I have written thousands of words today, but promised myself I'd write a post before I a) cleaned a little more and b) went to bed. Thankfully, the post doesn't have to be long. You'll probably like it better if it's short. So will I.

They say you have to put in 10,000 hours of practice to become proficient at anything. That means we're all good at sleeping, and probably before anyone gets too old we're experts at eating too. You're likely also a pro at bathing and breathing, but what do you do that you had to learn (suspend the detail-oriented side of yourself that reminds me you had to learn to eat and bathe)?

What are you good at? What do you want to be good at? What can you do that takes specific knowledge?

Choose something to become an expert at, and then practice. You're born with talent, but you earn skill.

Home is Where You . . .

We've all heard myriad "home" sayings . . .

Home is where the heart is
Home is not a place, it's a feeling
Home is where our story begins
Home is where the anchor drops
Home is where my bunch of crazies are (my personal favorite)
Home is where the horse is
and etc. etc. etc.

Every saying came from somewhere. Someone had an epiphany and wrote it down or made a picture or sang a song. Then they sold it, gave it to someone, or just started saying it all the time. You know what happens next. It's how creating works.

You realize something that's inexplicably true for human nature, and you find out how to express it, and you tell other people, and they realize it's true too. Then the message spreads.

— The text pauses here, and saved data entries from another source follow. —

//! Component L (expansion): the `IngestClient` facade tying every
//! component together, plus its `Builder`. Grounded in the teacher's
//! builder split (`lib/vector-api-client/src/client.rs`'s `Client`/config
//! pair) and in `axiom-rs`'s `Client`/`Builder` construction order.

use std::sync::Arc;
use std::time::Duration;

use tokio::task::JoinHandle;

use crate::blob_upload::{BlobUploadContainer, BlobUploader, ReqwestBlobUploader, UploadLimits};
use crate::config_cache::{ConfigurationCache, DEFAULT_REFRESH_PERIOD};
use crate::dispatcher::{
    ManagedIngestOutcome, ManagedStreamingDispatcher, DEFAULT_THROTTLE_BACKOFF_PERIOD,
    DEFAULT_TIME_UNTIL_RESUMING_STREAMING_INGEST,
};
use crate::endpoint::{to_ingest_endpoint, to_query_endpoint};
use crate::error::IngestError;
use crate::http_client::{ClientDetails, HttpClient, ReqwestHttpClient, TokenBackedClient, TokenProvider};
use crate::models::{BatchIngestionOperation, BlobStatus, IngestionOperation};
use crate::properties::IngestRequestProperties;
use crate::queued::QueuedIngestionDriver;
use crate::retry::RetryPolicy;
use crate::source::{IngestionSource, SourceId};
use crate::streaming::StreamingIngestionDriver;
use crate::trusted_endpoints::{TrustedEndpoints, PUBLIC_LOGIN_ENDPOINT};

/// Construction-time options for [`IngestClient`]. Build with [`Builder`].
pub struct IngestClientOptions {
    pub cluster_endpoint: String,
    pub login_endpoint: String,
    pub token_provider: Arc<dyn TokenProvider>,
    pub http_client: Option<Arc<dyn HttpClient>>,
    pub blob_uploader: Option<Arc<dyn BlobUploader>>,
    pub client_details: ClientDetails,
    pub retry_policy: RetryPolicy,
    pub throttle_backoff_period: Duration,
    pub time_until_resuming_streaming_ingest: Duration,
    pub config_refresh_period: Duration,
    pub trusted_endpoints: TrustedEndpoints,
    pub connect_timeout: Duration,
    pub read_timeout: Duration,
    pub upload_limits: UploadLimits,
    pub data_size_factor: f64,
    pub continue_when_streaming_unavailable: bool,
}

impl IngestClientOptions {
    pub fn new(cluster_endpoint: impl Into<String>, token_provider: Arc<dyn TokenProvider>) -> Self {
        Self {
            cluster_endpoint: cluster_endpoint.into(),
            login_endpoint: PUBLIC_LOGIN_ENDPOINT.to_string(),
            token_provider,
            http_client: None,
            blob_uploader: None,
            client_details: ClientDetails::default(),
            retry_policy: RetryPolicy::default(),
            throttle_backoff_period: DEFAULT_THROTTLE_BACKOFF_PERIOD,
            time_until_resuming_streaming_ingest: DEFAULT_TIME_UNTIL_RESUMING_STREAMING_INGEST,
            config_refresh_period: DEFAULT_REFRESH_PERIOD,
            trusted_endpoints: TrustedEndpoints::default(),
            connect_timeout: Duration::from_secs(10),
            read_timeout: Duration::from_secs(120),
            upload_limits: UploadLimits::default(),
            data_size_factor: 1.0,
            continue_when_streaming_unavailable: true,
        }
    }
}

/// Fluent builder over [`IngestClientOptions`], mirroring `axiom-rs`'s
/// `Client::builder()` chain.
pub struct Builder {
    options: IngestClientOptions,
}

impl Builder {
    pub fn new(cluster_endpoint: impl Into<String>, token_provider: Arc<dyn TokenProvider>) -> Self {
        Self {
            options: IngestClientOptions::new(cluster_endpoint, token_provider),
        }
    }

    pub fn login_endpoint(mut self, login_endpoint: impl Into<String>) -> Self {
        self.options.login_endpoint = login_endpoint.into();
        self
    }

    pub fn http_client(mut self, client: Arc<dyn HttpClient>) -> Self {
        self.options.http_client = Some(client);
        self
    }

    pub fn blob_uploader(mut self, uploader: Arc<dyn BlobUploader>) -> Self {
        self.options.blob_uploader = Some(uploader);
        self
    }

    pub fn client_details(mut self, details: ClientDetails) -> Self {
        self.options.client_details = details;
        self
    }

    pub fn retry_policy(mut self, policy: RetryPolicy) -> Self {
        self.options.retry_policy = policy;
        self
    }

    /// Backoff armed when a streaming attempt exhausts its retries while
    /// throttled (§4.J `THROTTLED` category). Default 10s.
    pub fn throttle_backoff_period(mut self, period: Duration) -> Self {
        self.options.throttle_backoff_period = period;
        self
    }

    /// Backoff armed when streaming is reported unavailable for table-wide
    /// reasons: service off, or schema/update-policy mismatch (§4.J
    /// `STREAMING_INGESTION_OFF` / `TABLE_CONFIGURATION_PREVENTS_STREAMING`
    /// categories). Default 15 minutes.
    pub fn time_until_resuming_streaming_ingest(mut self, period: Duration) -> Self {
        self.options.time_until_resuming_streaming_ingest = period;
        self
    }

    pub fn config_refresh_period(mut self, period: Duration) -> Self {
        self.options.config_refresh_period = period;
        self
    }

    pub fn trusted_endpoints(mut self, trusted_endpoints: TrustedEndpoints) -> Self {
        self.options.trusted_endpoints = trusted_endpoints;
        self
    }

    /// When `true`, bypasses the packaged-allowlist and HTTPS-only checks
    /// that [`TrustedEndpoints::validate`] would otherwise enforce.
    pub fn skip_security_checks(mut self, skip: bool) -> Self {
        self.options.trusted_endpoints = self.options.trusted_endpoints.enforce(!skip);
        self
    }

    pub fn max_concurrency(mut self, max_concurrency: usize) -> Self {
        self.options.upload_limits.max_concurrency = max_concurrency;
        self
    }

    pub fn max_data_size(mut self, max_data_size: u64) -> Self {
        self.options.upload_limits.max_data_size = max_data_size;
        self
    }

    pub fn ignore_file_size(mut self, ignore_file_size: bool) -> Self {
        self.options.upload_limits.ignore_file_size = ignore_file_size;
        self
    }

    /// Scales the managed-streaming dispatcher's size threshold for
    /// preferring a streaming request over a queued one.
    pub fn data_size_factor(mut self, factor: f64) -> Self {
        self.options.data_size_factor = factor;
        self
    }

    /// See [`crate::dispatcher::ManagedStreamingDispatcher::with_continue_when_streaming_unavailable`].
    pub fn continue_when_streaming_unavailable(mut self, continue_when_unavailable: bool) -> Self {
        self.options.continue_when_streaming_unavailable = continue_when_unavailable;
        self
    }

    pub fn build(self) -> Result<IngestClient, IngestError> {
        IngestClient::from_options(self.options)
    }
}

/// Entry point for all three ingestion methods. Owns a background task
/// that periodically refreshes the configuration cache; drop or call
/// [`IngestClient::close`] to stop it.
pub struct IngestClient {
    queued: Arc<QueuedIngestionDriver>,
    streaming: Arc<StreamingIngestionDriver>,
    dispatcher: ManagedStreamingDispatcher,
    config_refresh_task: Option<JoinHandle<()>>,
}

impl IngestClient {
    pub fn builder(cluster_endpoint: impl Into<String>, token_provider: Arc<dyn TokenProvider>) -> Builder {
        Builder::new(cluster_endpoint, token_provider)
    }

    fn from_options(options: IngestClientOptions) -> Result<Self, IngestError> {
        let engine_endpoint = to_query_endpoint(&options.cluster_endpoint);
        let dm_endpoint = to_ingest_endpoint(&options.cluster_endpoint);

        options
            .trusted_endpoints
            .validate(&engine_endpoint, &options.login_endpoint)?;
        options
            .trusted_endpoints
            .validate(&dm_endpoint, &options.login_endpoint)?;

        let transport = match options.http_client {
            Some(client) => client,
            None => Arc::new(ReqwestHttpClient::new(
                options.connect_timeout,
                options.read_timeout,
            )?),
        };
        let http = Arc::new(TokenBackedClient::new(
            transport,
            options.token_provider,
            options.client_details,
        ));

        let config_cache = Arc::new(ConfigurationCache::new(dm_endpoint.clone()));
        let blob_uploader = options
            .blob_uploader
            .unwrap_or_else(|| Arc::new(ReqwestBlobUploader::new(reqwest::Client::new())));
        let blob_upload = BlobUploadContainer::new(blob_uploader, options.upload_limits);

        let queued = Arc::new(QueuedIngestionDriver::new(
            dm_endpoint,
            http.clone(),
            config_cache.clone(),
            blob_upload,
            options.retry_policy.clone(),
        ));
        let streaming = Arc::new(StreamingIngestionDriver::new(engine_endpoint, http.clone()));
        let dispatcher = ManagedStreamingDispatcher::new(
            streaming.clone(),
            queued.clone(),
            options.time_until_resuming_streaming_ingest,
        )
        .with_retry_policy(options.retry_policy.clone())
        .with_throttle_backoff_period(options.throttle_backoff_period)
        .with_data_size_factor(options.data_size_factor)
        .with_continue_when_streaming_unavailable(options.continue_when_streaming_unavailable);

        let refresh_period = options.config_refresh_period;
        let refresh_http = http.clone();
        let refresh_cache = config_cache.clone();
        let config_refresh_task = Some(tokio::spawn(async move {
            let mut ticker = tokio::time::interval(refresh_period);
            loop {
                ticker.tick().await;
                if let Err(error) = refresh_cache.refresh(&refresh_http).await {
                    tracing::warn!(%error, "background configuration refresh failed");
                }
            }
        }));

        Ok(Self {
            queued,
            streaming,
            dispatcher,
            config_refresh_task,
        })
    }

    /// Queued (blob-staged) ingestion: durable, higher latency, any size.
    pub async fn ingest_queued(
        &self,
        database: &str,
        table: &str,
        source: &IngestionSource,
        properties: &IngestRequestProperties,
    ) -> Result<IngestionOperation, IngestError> {
        self.queued.ingest(database, table, source, properties).await
    }

    /// Polls a queued operation for its terminal status.
    pub async fn poll_status(&self, operation: &IngestionOperation) -> Result<Option<BlobStatus>, IngestError> {
        self.queued.poll_status(operation).await
    }

    /// Queued ingestion for many sources at once: stages every local source
    /// concurrently (bounded by [`Builder::max_concurrency`]) and submits one
    /// multi-blob request.
    pub async fn ingest_queued_batch(
        &self,
        database: &str,
        table: &str,
        sources: &[IngestionSource],
        properties: &IngestRequestProperties,
        fail_on_partial_upload_error: bool,
    ) -> Result<BatchIngestionOperation, IngestError> {
        self.queued
            .ingest_batch(database, table, sources, properties, fail_on_partial_upload_error)
            .await
    }

    /// Polls `operation` until every blob reaches a terminal state or
    /// `timeout` elapses.
    pub async fn poll_until_completion(
        &self,
        database: &str,
        table: &str,
        operation: &BatchIngestionOperation,
        poll_interval: Duration,
        timeout: Duration,
    ) -> Result<Vec<BlobStatus>, IngestError> {
        self.queued
            .poll_until_completion(database, table, operation, poll_interval, timeout)
            .await
    }

    /// Streaming ingestion: low latency, small payloads, synchronous result.
    pub async fn ingest_streaming(
        &self,
        database: &str,
        table: &str,
        source: &IngestionSource,
        properties: &IngestRequestProperties,
    ) -> Result<SourceId, IngestError> {
        self.streaming.ingest(database, table, source, properties).await
    }

    /// Adaptive hybrid: streaming by default, falling back to queued with
    /// per-table backoff when streaming reports itself unavailable.
    pub async fn ingest_managed(
        &self,
        database: &str,
        table: &str,
        source: &IngestionSource,
        properties: &IngestRequestProperties,
    ) -> Result<ManagedIngestOutcome, IngestError> {
        self.dispatcher.ingest(database, table, source, properties).await
    }

    /// Stops the background configuration-refresh task. Subsequent
    /// `ingest_*` calls still work, refreshing the cache on demand.
    pub fn close(&mut self) {
        if let Some(handle) = self.config_refresh_task.take() {
            handle.abort();
        }
    }
}

impl Drop for IngestClient {
    fn drop(&mut self) {
        self.close();
    }
}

When you're thinking about how and what to create, remember two things:

1) Create with the truth in mind, because that's what people are looking for. 
Behold, the Lamb of God, who takes away the sin of the world! (saw Him, proclaimed Him)

2) Create with human nature in mind, because people want to personally relate.
The sun will come out tomorrow, you can bet your bottom dollar. (optimism, hope)

Create often by these guidelines, because even if you don't become famous for every single (song you sing, picture you paint, word you write) thing, practice makes better, and better is better. And who knows, maybe something you create will catch on.